**TASK ITEM**
Your reply should be only the number of lines in the material below that include the word "Base".
********************
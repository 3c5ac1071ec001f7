use std::collections::HashSet;
use std::mem;

use sable_asm::{Cond, Inst, Mem};

use crate::code::PcDescriptorKind;
use crate::compiler::flow_graph_compiler::SlowPathKind;
use crate::compiler::FlowGraphCompiler;
use crate::cpu::{
    fp_offset, ENTRY_PATCH_NOPS, FIRST_LOCAL_SLOT_FROM_FP, POOL_POINTER_FROM_PC_OFFSET, RAX, RCX,
    REG_FP, REG_FUNCTION, REG_NEW_PP, REG_SP, REG_TMP2, WORD_SIZE,
};
use crate::error::CompileError;
use crate::il::{DeoptId, FunctionKind, TokenPosition};
use crate::object_model::{Object, FUNCTION_USAGE_COUNTER_OFFSET};
use crate::runtime::{RuntimeEntry, StubKind};

impl<'a> FlowGraphCompiler<'a> {
    /// Patchable prologue. Counting code jumps to the optimizing stub once
    /// the function got hot.
    pub(super) fn emit_frame_entry(&mut self) {
        let graph = self.graph;

        comment!(self, format!("frame entry {}", graph.function.name));
        self.masm.emit(Inst::Nop(ENTRY_PATCH_NOPS));
        self.masm.emit(Inst::LoadPc(REG_TMP2));
        self.masm.emit(Inst::Load(
            REG_NEW_PP,
            Mem::Base(REG_TMP2, POOL_POINTER_FROM_PC_OFFSET),
        ));

        if !graph.is_optimized || graph.may_reoptimize {
            self.masm
                .load_object(REG_FUNCTION, Object::Function(graph.function.clone()));
            self.add_current_descriptor(
                PcDescriptorKind::EntryPatch,
                DeoptId::NONE,
                TokenPosition::NO_SOURCE,
            );

            let usage_counter = Mem::Base(REG_FUNCTION, FUNCTION_USAGE_COUNTER_OFFSET);

            let threshold = if graph.is_optimized {
                self.ctx.flags.reoptimization_counter_threshold
            } else {
                self.masm.emit(Inst::AddImmMem(usage_counter, 1));
                self.ctx.flags.optimization_counter_threshold
            };

            self.masm.emit(Inst::CmpMemImm(usage_counter, threshold));
            self.masm
                .jump_if_to_stub(Cond::GreaterEq, StubKind::OptimizeFunction);
        } else {
            self.add_current_descriptor(
                PcDescriptorKind::EntryPatch,
                DeoptId::NONE,
                TokenPosition::NO_SOURCE,
            );
        }

        let frame_size = self.frame_size();
        self.masm.emit(Inst::EnterFrame(frame_size));
    }

    pub(super) fn frame_size(&self) -> u32 {
        self.graph.spill_slot_count as u32 * WORD_SIZE as u32
    }

    /// Rejects signatures the prologue cannot bind before any code is
    /// emitted for them.
    pub(super) fn validate_signature(&self) -> Result<(), CompileError> {
        let function = &self.graph.function;
        let signature = &function.signature;

        if signature.has_optional_parameters()
            && self.graph.spill_slot_count < signature.num_parameters()
        {
            return Err(CompileError::UnsupportedSignature(
                function.name.to_string(),
                "copied parameters exceed the spill area",
            ));
        }

        let mut names = HashSet::new();

        for param in &signature.optional_named {
            if !names.insert(param.name.clone()) {
                return Err(CompileError::UnsupportedSignature(
                    function.name.to_string(),
                    "named parameter declared twice",
                ));
            }
        }

        Ok(())
    }

    /// Unoptimized code keeps every local on the stack, the collector must
    /// never see stale values there. Copied parameters are already set.
    pub(super) fn initialize_spill_slots(&mut self) {
        let signature = &self.graph.function.signature;
        let first = if signature.has_optional_parameters() {
            signature.num_parameters()
        } else {
            0
        };

        let count = self.graph.spill_slot_count;
        if first >= count {
            return;
        }

        comment!(self, format!("initialize {} spill slots", count - first));
        self.masm.load_object(RAX, Object::Null);

        for idx in first..count {
            let slot = FIRST_LOCAL_SLOT_FROM_FP - idx as i32;
            self.masm
                .emit(Inst::Store(Mem::Base(REG_FP, fp_offset(slot)), RAX));
        }
    }

    /// Implicit accessors run without a frame: the receiver and the value are
    /// still on the caller's stack.
    pub(super) fn try_intrinsify(&mut self) -> bool {
        let function = self.graph.function.clone();

        match function.kind {
            FunctionKind::ImplicitGetter { field_offset } => {
                comment!(self, format!("intrinsic getter {}", function.name));
                // receiver
                self.masm
                    .emit(Inst::Load(RAX, Mem::Base(REG_SP, WORD_SIZE)));
                self.masm
                    .emit(Inst::Load(RAX, Mem::Base(RAX, field_offset)));
                self.masm.emit(Inst::Ret);
                true
            }

            // a checked store has to run the assignability test
            FunctionKind::ImplicitSetter { field_offset }
                if self.ctx.flags.eliminate_type_checks =>
            {
                comment!(self, format!("intrinsic setter {}", function.name));
                self.masm
                    .emit(Inst::Load(RAX, Mem::Base(REG_SP, 2 * WORD_SIZE)));
                self.masm
                    .emit(Inst::Load(RCX, Mem::Base(REG_SP, WORD_SIZE)));
                self.masm
                    .emit(Inst::Store(Mem::Base(RAX, field_offset), RCX));
                self.masm.load_object(RAX, Object::Null);
                self.masm.emit(Inst::Ret);
                true
            }

            _ => false,
        }
    }

    /// Slow paths first, deoptimization stubs after them.
    pub(super) fn generate_deferred_code(&mut self) -> Result<(), CompileError> {
        let slow_paths = mem::take(&mut self.slow_paths);

        for slow_path in slow_paths {
            match slow_path {
                SlowPathKind::StackOverflow {
                    entry,
                    resume,
                    instr,
                } => {
                    self.masm.bind_label(entry);
                    comment!(self, "stack overflow slow path".to_string());

                    self.current = Some(instr);
                    self.save_live_registers(&instr.locs);
                    self.generate_runtime_call(
                        instr.token_pos,
                        instr.deopt_id,
                        RuntimeEntry::StackOverflow,
                    )?;
                    self.restore_live_registers(&instr.locs);
                    self.masm.jump(resume);
                }
            }
        }

        self.current = None;
        let trap = self.ctx.flags.trap_on_deoptimization;

        for info in &mut self.deopt_infos {
            if info.entry_label().is_some() {
                info.generate_stub(&mut self.masm, trap);
            }
        }

        Ok(())
    }

    /// End of every function: a trap for falling off the body, the deferred
    /// code and the two patchable jumps the runtime redirects returns to.
    pub(super) fn emit_trailer(&mut self) -> Result<(), CompileError> {
        self.masm.emit(Inst::Breakpoint);
        self.generate_deferred_code()?;

        self.add_current_descriptor(
            PcDescriptorKind::PatchCode,
            DeoptId::NONE,
            TokenPosition::NO_SOURCE,
        );
        self.masm.jump_patchable(StubKind::FixCallersTarget);

        self.add_current_descriptor(
            PcDescriptorKind::LazyDeoptJump,
            DeoptId::NONE,
            TokenPosition::NO_SOURCE,
        );
        self.masm.jump_to_stub(StubKind::DeoptimizeLazy);
        Ok(())
    }
}
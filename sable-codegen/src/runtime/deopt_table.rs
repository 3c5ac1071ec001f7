use byteorder::{LittleEndian, ReadBytesExt, WriteBytesExt};
use num_enum::{IntoPrimitive, TryFromPrimitive};
use parking_lot::RwLock;
use std::collections::HashMap;
use std::hash::Hash;
use std::io::Cursor;

use crate::object_model::{ClassId, Object};

#[derive(Copy, Clone, PartialEq, Eq, Hash, Debug, TryFromPrimitive, IntoPrimitive)]
#[repr(u8)]
pub enum DeoptReason {
    Unknown,
    CheckClass,
    CheckSmi,
    PolymorphicInstanceCallTestFail,
    AtCall,
}

/// One step of rebuilding unoptimized frames. Frames are written from the
/// innermost callee to the outermost caller.
#[derive(Clone, PartialEq, Eq, Hash, Debug)]
pub enum DeoptInstr {
    MaterializeObject { class_id: ClassId, field_count: u32 },
    PoolPointer(Object),
    PcMarker(Object),
    CallerFp,
    CallerPp,
    CallerPc,
    ReturnAddress { function: Object, deopt_id: u32 },
    Register(u8),
    FpuRegister(u8),
    QuadFpuRegister(u8),
    StackSlot(i32),
    DoubleStackSlot(i32),
    QuadStackSlot(i32),
    Constant(Object),
    MaterializedObjectRef(u32),
}

#[derive(Copy, Clone, PartialEq, Eq, Debug, TryFromPrimitive, IntoPrimitive)]
#[repr(u8)]
enum DeoptOpcode {
    MaterializeObject,
    PoolPointer,
    PcMarker,
    CallerFp,
    CallerPp,
    CallerPc,
    ReturnAddress,
    Register,
    FpuRegister,
    QuadFpuRegister,
    StackSlot,
    DoubleStackSlot,
    QuadStackSlot,
    Constant,
    MaterializedObjectRef,
}

/// A flattened environment chain. Instructions before `frame_start` describe
/// objects to materialize before any frame is written.
#[derive(Clone, PartialEq, Eq, Hash, Debug)]
pub struct DeoptInfo {
    pub frame_start: usize,
    pub instrs: Vec<DeoptInstr>,
}

impl DeoptInfo {
    pub fn frame_size(&self) -> usize {
        self.instrs.len() - self.frame_start
    }

    pub fn frame_instrs(&self) -> &[DeoptInstr] {
        &self.instrs[self.frame_start..]
    }

    /// Executes the instructions against a stopped optimized frame.
    pub fn replay(&self, frame: &OptimizedFrame) -> DeoptFrames {
        let materializations = self.instrs[..self.frame_start]
            .iter()
            .map(|instr| match *instr {
                DeoptInstr::MaterializeObject {
                    class_id,
                    field_count,
                } => (class_id, field_count),
                _ => panic!("unexpected {:?} in materialization prefix", instr),
            })
            .collect();

        let slots = self
            .frame_instrs()
            .iter()
            .map(|instr| frame.resolve(instr))
            .collect();

        DeoptFrames {
            materializations,
            slots,
        }
    }
}

/// Machine state of an optimized frame at a deoptimization point.
#[derive(Default, Debug)]
pub struct OptimizedFrame {
    pub registers: HashMap<u8, Object>,
    pub fpu_registers: HashMap<u8, Object>,
    pub stack: HashMap<i32, Object>,
}

impl OptimizedFrame {
    fn resolve(&self, instr: &DeoptInstr) -> FrameSlot {
        match instr {
            DeoptInstr::MaterializeObject { .. } => {
                panic!("materialization outside of prefix")
            }
            DeoptInstr::PoolPointer(function) => FrameSlot::PoolPointer(function.clone()),
            DeoptInstr::PcMarker(code) => FrameSlot::PcMarker(code.clone()),
            DeoptInstr::CallerFp => FrameSlot::CallerFp,
            DeoptInstr::CallerPp => FrameSlot::CallerPp,
            DeoptInstr::CallerPc => FrameSlot::CallerPc,
            DeoptInstr::ReturnAddress { function, deopt_id } => FrameSlot::ReturnAddress {
                function: function.clone(),
                deopt_id: *deopt_id,
            },
            DeoptInstr::Register(reg) => FrameSlot::Value(read_value(&self.registers, reg)),
            DeoptInstr::FpuRegister(reg) | DeoptInstr::QuadFpuRegister(reg) => {
                FrameSlot::Value(read_value(&self.fpu_registers, reg))
            }
            DeoptInstr::StackSlot(idx)
            | DeoptInstr::DoubleStackSlot(idx)
            | DeoptInstr::QuadStackSlot(idx) => FrameSlot::Value(read_value(&self.stack, idx)),
            DeoptInstr::Constant(value) => FrameSlot::Value(value.clone()),
            DeoptInstr::MaterializedObjectRef(idx) => FrameSlot::MaterializedObject(*idx),
        }
    }
}

// slots the optimized code never wrote read as null
fn read_value<K: Hash + Eq>(map: &HashMap<K, Object>, key: &K) -> Object {
    map.get(key).cloned().unwrap_or(Object::Null)
}

#[derive(Clone, PartialEq, Debug)]
pub enum FrameSlot {
    Value(Object),
    PoolPointer(Object),
    PcMarker(Object),
    ReturnAddress { function: Object, deopt_id: u32 },
    CallerFp,
    CallerPp,
    CallerPc,
    MaterializedObject(u32),
}

#[derive(Clone, PartialEq, Debug)]
pub struct DeoptFrames {
    pub materializations: Vec<(ClassId, u32)>,
    pub slots: Vec<FrameSlot>,
}

#[derive(Copy, Clone, PartialEq, Eq, Hash, Debug)]
pub struct DeoptInfoId(pub u32);

struct DeoptTableInner {
    entries: Vec<Vec<u8>>,
    interned: HashMap<Vec<u8>, DeoptInfoId>,
    objects: Vec<Object>,
    object_indices: HashMap<Object, u32>,
}

impl DeoptTableInner {
    fn add_object(&mut self, object: &Object) -> u32 {
        if let Some(&idx) = self.object_indices.get(object) {
            return idx;
        }

        let idx = self.objects.len() as u32;
        self.objects.push(object.clone());
        self.object_indices.insert(object.clone(), idx);
        idx
    }

    fn encode(&mut self, info: &DeoptInfo) -> Vec<u8> {
        let mut buf = Vec::new();
        write_u32(&mut buf, info.frame_start as u32);
        write_u32(&mut buf, info.instrs.len() as u32);

        for instr in &info.instrs {
            match instr {
                DeoptInstr::MaterializeObject {
                    class_id,
                    field_count,
                } => {
                    buf.push(DeoptOpcode::MaterializeObject.into());
                    write_u32(&mut buf, class_id.0);
                    write_u32(&mut buf, *field_count);
                }
                DeoptInstr::PoolPointer(object) => {
                    buf.push(DeoptOpcode::PoolPointer.into());
                    let idx = self.add_object(object);
                    write_u32(&mut buf, idx);
                }
                DeoptInstr::PcMarker(object) => {
                    buf.push(DeoptOpcode::PcMarker.into());
                    let idx = self.add_object(object);
                    write_u32(&mut buf, idx);
                }
                DeoptInstr::CallerFp => buf.push(DeoptOpcode::CallerFp.into()),
                DeoptInstr::CallerPp => buf.push(DeoptOpcode::CallerPp.into()),
                DeoptInstr::CallerPc => buf.push(DeoptOpcode::CallerPc.into()),
                DeoptInstr::ReturnAddress { function, deopt_id } => {
                    buf.push(DeoptOpcode::ReturnAddress.into());
                    let idx = self.add_object(function);
                    write_u32(&mut buf, idx);
                    write_u32(&mut buf, *deopt_id);
                }
                DeoptInstr::Register(reg) => {
                    buf.push(DeoptOpcode::Register.into());
                    buf.push(*reg);
                }
                DeoptInstr::FpuRegister(reg) => {
                    buf.push(DeoptOpcode::FpuRegister.into());
                    buf.push(*reg);
                }
                DeoptInstr::QuadFpuRegister(reg) => {
                    buf.push(DeoptOpcode::QuadFpuRegister.into());
                    buf.push(*reg);
                }
                DeoptInstr::StackSlot(idx) => {
                    buf.push(DeoptOpcode::StackSlot.into());
                    write_i32(&mut buf, *idx);
                }
                DeoptInstr::DoubleStackSlot(idx) => {
                    buf.push(DeoptOpcode::DoubleStackSlot.into());
                    write_i32(&mut buf, *idx);
                }
                DeoptInstr::QuadStackSlot(idx) => {
                    buf.push(DeoptOpcode::QuadStackSlot.into());
                    write_i32(&mut buf, *idx);
                }
                DeoptInstr::Constant(object) => {
                    buf.push(DeoptOpcode::Constant.into());
                    let idx = self.add_object(object);
                    write_u32(&mut buf, idx);
                }
                DeoptInstr::MaterializedObjectRef(idx) => {
                    buf.push(DeoptOpcode::MaterializedObjectRef.into());
                    write_u32(&mut buf, *idx);
                }
            }
        }

        buf
    }

    fn decode(&self, data: &[u8]) -> DeoptInfo {
        let mut reader = Cursor::new(data);
        let frame_start = read_u32(&mut reader) as usize;
        let len = read_u32(&mut reader) as usize;
        let mut instrs = Vec::with_capacity(len);

        for _ in 0..len {
            let opcode = reader.read_u8().expect("truncated deopt info");
            let opcode = DeoptOpcode::try_from(opcode).expect("invalid deopt opcode");

            let instr = match opcode {
                DeoptOpcode::MaterializeObject => DeoptInstr::MaterializeObject {
                    class_id: ClassId(read_u32(&mut reader)),
                    field_count: read_u32(&mut reader),
                },
                DeoptOpcode::PoolPointer => DeoptInstr::PoolPointer(self.read_object(&mut reader)),
                DeoptOpcode::PcMarker => DeoptInstr::PcMarker(self.read_object(&mut reader)),
                DeoptOpcode::CallerFp => DeoptInstr::CallerFp,
                DeoptOpcode::CallerPp => DeoptInstr::CallerPp,
                DeoptOpcode::CallerPc => DeoptInstr::CallerPc,
                DeoptOpcode::ReturnAddress => DeoptInstr::ReturnAddress {
                    function: self.read_object(&mut reader),
                    deopt_id: read_u32(&mut reader),
                },
                DeoptOpcode::Register => DeoptInstr::Register(read_u8(&mut reader)),
                DeoptOpcode::FpuRegister => DeoptInstr::FpuRegister(read_u8(&mut reader)),
                DeoptOpcode::QuadFpuRegister => DeoptInstr::QuadFpuRegister(read_u8(&mut reader)),
                DeoptOpcode::StackSlot => DeoptInstr::StackSlot(read_i32(&mut reader)),
                DeoptOpcode::DoubleStackSlot => DeoptInstr::DoubleStackSlot(read_i32(&mut reader)),
                DeoptOpcode::QuadStackSlot => DeoptInstr::QuadStackSlot(read_i32(&mut reader)),
                DeoptOpcode::Constant => DeoptInstr::Constant(self.read_object(&mut reader)),
                DeoptOpcode::MaterializedObjectRef => {
                    DeoptInstr::MaterializedObjectRef(read_u32(&mut reader))
                }
            };

            instrs.push(instr);
        }

        DeoptInfo {
            frame_start,
            instrs,
        }
    }

    fn read_object(&self, reader: &mut Cursor<&[u8]>) -> Object {
        let idx = read_u32(reader) as usize;
        self.objects[idx].clone()
    }
}

// Buffers are produced by `encode` above, a short read is a corrupted table.
fn read_u8(reader: &mut Cursor<&[u8]>) -> u8 {
    reader.read_u8().expect("truncated deopt info")
}

fn read_u32(reader: &mut Cursor<&[u8]>) -> u32 {
    reader
        .read_u32::<LittleEndian>()
        .expect("truncated deopt info")
}

fn read_i32(reader: &mut Cursor<&[u8]>) -> i32 {
    reader
        .read_i32::<LittleEndian>()
        .expect("truncated deopt info")
}

fn write_u32(buf: &mut Vec<u8>, value: u32) {
    buf.write_u32::<LittleEndian>(value)
        .expect("writing to a Vec cannot fail");
}

fn write_i32(buf: &mut Vec<u8>, value: i32) {
    buf.write_i32::<LittleEndian>(value)
        .expect("writing to a Vec cannot fail");
}

/// Process-wide table of deoptimization recipes. Identical recipes from
/// different functions share one entry.
pub struct DeoptTable {
    inner: RwLock<DeoptTableInner>,
}

impl DeoptTable {
    pub fn new() -> DeoptTable {
        DeoptTable {
            inner: RwLock::new(DeoptTableInner {
                entries: Vec::new(),
                interned: HashMap::new(),
                objects: Vec::new(),
                object_indices: HashMap::new(),
            }),
        }
    }

    pub fn add(&self, info: &DeoptInfo) -> DeoptInfoId {
        let mut inner = self.inner.write();
        let encoded = inner.encode(info);

        if let Some(&id) = inner.interned.get(&encoded) {
            return id;
        }

        let id = DeoptInfoId(inner.entries.len() as u32);
        inner.entries.push(encoded.clone());
        inner.interned.insert(encoded, id);
        id
    }

    pub fn get(&self, id: DeoptInfoId) -> Option<DeoptInfo> {
        let inner = self.inner.read();
        let data = inner.entries.get(id.0 as usize)?;
        Some(inner.decode(data))
    }

    pub fn len(&self) -> usize {
        self.inner.read().entries.len()
    }

    pub fn is_empty(&self) -> bool {
        self.len() == 0
    }

    /// Objects referenced from recipes, kept alive by the table.
    pub fn objects(&self) -> Vec<Object> {
        self.inner.read().objects.clone()
    }
}

impl Default for DeoptTable {
    fn default() -> DeoptTable {
        DeoptTable::new()
    }
}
********************
**RESPONSE TO THE TASK**
8